The Rising Power of Latino Consumers

As baby boomers spend 4% less each year, Latino households fill the gap. Their spending grows over 3% each year. This rate nearly doubles that of non-Latino households. Economists see Latino buyers as a strong force in U.S. growth. Many companies now design plans to reach them.

Companies Benefiting from Latino Market Focus

Several major brands have grown by connecting with Latino consumers:

  • Modelo became America’s top-selling beer in 2023 by capturing 50% of the Latino market before Michelob Ultra took the top spot.
  • T-Mobile grew more than AT&T and Verizon by reaching more Latino customers.
  • Dr. Pepper doubled its share of Latino buyers in ten years and now follows Coca-Cola while staying ahead of Pepsi.
  • The WNBA earned its highest growth in Latino viewership among professional sports.
  • Kia jumped from 11th to 6th in new car sales as Hispanic market purchases increased by 44.5% in five years.

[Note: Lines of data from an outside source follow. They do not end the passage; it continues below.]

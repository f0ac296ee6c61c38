//! One-shot build of every medical category from a dated MHLW export tree.
//!
//! The export directory holds one folder per release named `YYYY-MM-DD`.
//! Each table is taken from the newest folder that carries it.

use std::path::{Path, PathBuf};

use once_cell::sync::Lazy;
use regex::Regex;
use tracing::{info, warn};

use crate::builder::{BuildReport, Builder};
use crate::error::EtlResult;
use crate::municipality::MunicipalityIndex;
use crate::sheet_parser::read_csv;
use crate::tables::Category;

static RE_RELEASE_DIR: Lazy<Regex> = Lazy::new(|| Regex::new(r"^\d{4}-\d{2}-\d{2}$").unwrap());

/// File name prefixes of the facility and hours tables per category.
const MEDICAL_TABLES: [(Category, &str, &str); 3] = [
    (Category::Hospital, "01-1_hospital_facility_info_", "01-2_hospital_speciality_hours_"),
    (Category::Clinic, "02-1_clinic_facility_info_", "02-2_clinic_speciality_hours_"),
    (Category::Dental, "03-1_dental_facility_info_", "03-2_dental_speciality_hours_"),
];

const PHARMACY_TABLE: &str = "05_pharmacy_";

/// Release folders under `mhlw_dir`, newest first.
pub fn release_dirs(mhlw_dir: &Path) -> EtlResult<Vec<PathBuf>> {
    let mut dirs = Vec::new();
    for entry in std::fs::read_dir(mhlw_dir)? {
        let entry = entry?;
        if !entry.file_type()?.is_dir() {
            continue;
        }
        if entry.file_name().to_str().is_some_and(|n| RE_RELEASE_DIR.is_match(n)) {
            dirs.push(entry.path());
        }
    }
    dirs.sort_unstable_by(|a, b| b.cmp(a));
    Ok(dirs)
}

/// Newest CSV whose file name satisfies `matches`.
pub fn latest_table(mhlw_dir: &Path, matches: impl Fn(&str) -> bool) -> EtlResult<Option<PathBuf>> {
    for dir in release_dirs(mhlw_dir)? {
        let mut names: Vec<String> = std::fs::read_dir(&dir)?
            .filter_map(|e| e.ok())
            .filter_map(|e| e.file_name().into_string().ok())
            .filter(|n| n.ends_with(".csv") && matches(n))
            .collect();
        names.sort();
        if let Some(name) = names.into_iter().next() {
            return Ok(Some(dir.join(name)));
        }
    }
    Ok(None)
}

/// Hospital, clinic, dental and pharmacy from the newest release. A
/// category without a facility table is skipped with a warning.
pub fn build_all(
    data_root: &Path,
    index: &MunicipalityIndex,
    mhlw_dir: &Path,
) -> EtlResult<Vec<(Category, BuildReport)>> {
    let builder = Builder::new(data_root, index);
    let mut reports = Vec::new();

    for (category, facility_prefix, hours_prefix) in MEDICAL_TABLES {
        let Some(facility) = latest_table(mhlw_dir, |n| n.starts_with(facility_prefix))? else {
            warn!("{}: no {}*.csv under {:?}, skipped", category.slug(), facility_prefix, mhlw_dir);
            continue;
        };
        let hours = latest_table(mhlw_dir, |n| n.starts_with(hours_prefix))?;
        let tel_marker = format!("_{}_tel_", category.slug());
        let tel = latest_table(mhlw_dir, |n| n.contains(&tel_marker))?;
        info!("{}: facility {:?}, hours {:?}, tel {:?}", category.slug(), facility, hours, tel);

        let facility = read_csv(&facility)?;
        let hours = hours.as_deref().map(read_csv).transpose()?;
        let tel = tel.as_deref().map(read_csv).transpose()?;
        let report = builder.build_medical(category, &facility, hours.as_ref(), tel.as_ref())?;
        reports.push((category, report));
    }

    match latest_table(mhlw_dir, |n| n.starts_with(PHARMACY_TABLE))? {
        Some(path) => {
            info!("pharmacy: {:?}", path);
            let report = builder.build_pharmacy(&read_csv(&path)?)?;
            reports.push((Category::Pharmacy, report));
        }
        None => warn!("pharmacy: no {}*.csv under {:?}, skipped", PHARMACY_TABLE, mhlw_dir),
    }
    Ok(reports)
}
//! CSV parsing for the ministry open-data exports.
//!
//! Files come as UTF-8 (often with a BOM) or as Shift_JIS. Quoting follows
//! RFC 4180, including `""` escapes and embedded commas/newlines.

use std::borrow::Cow;
use std::path::Path;

use encoding_rs::SHIFT_JIS;

use crate::error::{EtlError, EtlResult};

/// A parsed CSV table. Header and cell values are trimmed.
#[derive(Debug, Clone)]
pub struct RawSheet {
    pub name: String,
    pub headers: Vec<String>,
    pub rows: Vec<Vec<String>>,
}

impl RawSheet {
    /// Index of the first header among `candidates`, in candidate order.
    pub fn column(&self, candidates: &[&str]) -> Option<usize> {
        candidates
            .iter()
            .find_map(|c| self.headers.iter().position(|h| h == c))
    }

    /// Same as [`RawSheet::column`], but a missing column is an error.
    pub fn require(&self, candidates: &[&str]) -> EtlResult<usize> {
        self.column(candidates).ok_or_else(|| EtlError::MissingColumn {
            table: self.name.clone(),
            candidates: candidates.iter().map(|c| c.to_string()).collect(),
        })
    }

    /// Cell at `col`, empty when the row is short.
    pub fn cell<'a>(&self, row: &'a [String], col: usize) -> &'a str {
        row.get(col).map(String::as_str).unwrap_or("")
    }
}

/// Decode raw bytes: UTF-8 with the BOM removed, or Shift_JIS when the bytes
/// are not valid UTF-8.
pub fn decode(data: &[u8]) -> Cow<'_, str> {
    let data = data.strip_prefix(b"\xEF\xBB\xBF").unwrap_or(data);
    match std::str::from_utf8(data) {
        Ok(s) => Cow::Borrowed(s),
        Err(_) => {
            let (text, _, had_errors) = SHIFT_JIS.decode(data);
            if had_errors {
                tracing::warn!("CSV is neither valid UTF-8 nor clean Shift_JIS; replacement characters inserted");
            }
            text
        }
    }
}

/// Parse a CSV file from disk.
pub fn read_csv(path: &Path) -> EtlResult<RawSheet> {
    let data = std::fs::read(path)?;
    let name = path
        .file_stem()
        .map(|s| s.to_string_lossy().into_owned())
        .unwrap_or_else(|| path.display().to_string());
    let sheet = parse_csv(&name, &data)?;
    if sheet.headers.is_empty() {
        return Err(EtlError::EmptyTable {
            path: path.to_path_buf(),
        });
    }
    Ok(sheet)
}

/// Parse CSV bytes into a [`RawSheet`]. Completely empty rows are skipped.
pub fn parse_csv(name: &str, data: &[u8]) -> EtlResult<RawSheet> {
    let text = decode(data);
    let mut reader = csv::ReaderBuilder::new()
        .flexible(true)
        .has_headers(true)
        .from_reader(text.as_bytes());

    let headers: Vec<String> = reader
        .headers()?
        .iter()
        .map(|h| h.trim_start_matches('\u{feff}').trim().to_string())
        .collect();
    // A header line of bare commas counts as no header.
    let headers = if headers.iter().all(|h| h.is_empty()) {
        Vec::new()
    } else {
        headers
    };

    let mut rows = Vec::new();
    for result in reader.records() {
        let record = result?;
        let values: Vec<String> = record.iter().map(|f| f.trim().to_string()).collect();
        if values.iter().all(|v| v.is_empty()) {
            continue;
        }
        rows.push(values);
    }

    Ok(RawSheet {
        name: name.to_string(),
        headers,
        rows,
    })
}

Economic Risks of Mass Deportations

Some experts warn that plans to remove undocumented immigrants may slow this growth. Dennis Hoffman, an economics professor at Arizona State University and lead author of the report, sees a risk in deporting up to 8.3 million undocumented workers. He links this move to risks for over 19.5 million jobs because of the drop in overall economic work. Hoffman explains that such removals may cut U.S. GDP by $2.3 trillion—a fall of 7.7%. This drop would put at risk many businesses and communities that depend on Latino work. He calls for system changes that mix firm rules with safe paths for work. He states, “Our system is fixable. We can support workers and avoid the heavy cost of mass removals.”

Conclusion

Latino immigrants fill a strong role in the U.S. economy by adding trillions to GDP and shaping how people buy goods. Businesses and policy makers must see the power of Latino communities. Their influence helps keep the country growing and paves the way for a sound future.


For more in-depth economic insights and analysis, subscribe to CNBC PRO or join the Investing Club.

Full money-growing playbook here: 
youtube.com/@the_money_grower

Federal Reserve Chair Jerome Powell Flags High Stock Valuations

September 23, 2025 — Providence, Rhode Island

Powell speaks and shows concern. He points to asset prices that many now call high. After a meeting of the Fed’s open market committee, he talks with reporters. Markets face shifts in rates and growth. Each word sits close to the next, clear in its link.


Powell’s Remarks on Financial Conditions and Market Valuations

Powell tests the market. He checks overall financial conditions. He asks if each policy moves conditions as he wishes. His words follow a simple link:

"We do look at overall financial conditions, and we ask ourselves whether our policies are affecting financial conditions in a way that is what we’re trying to achieve."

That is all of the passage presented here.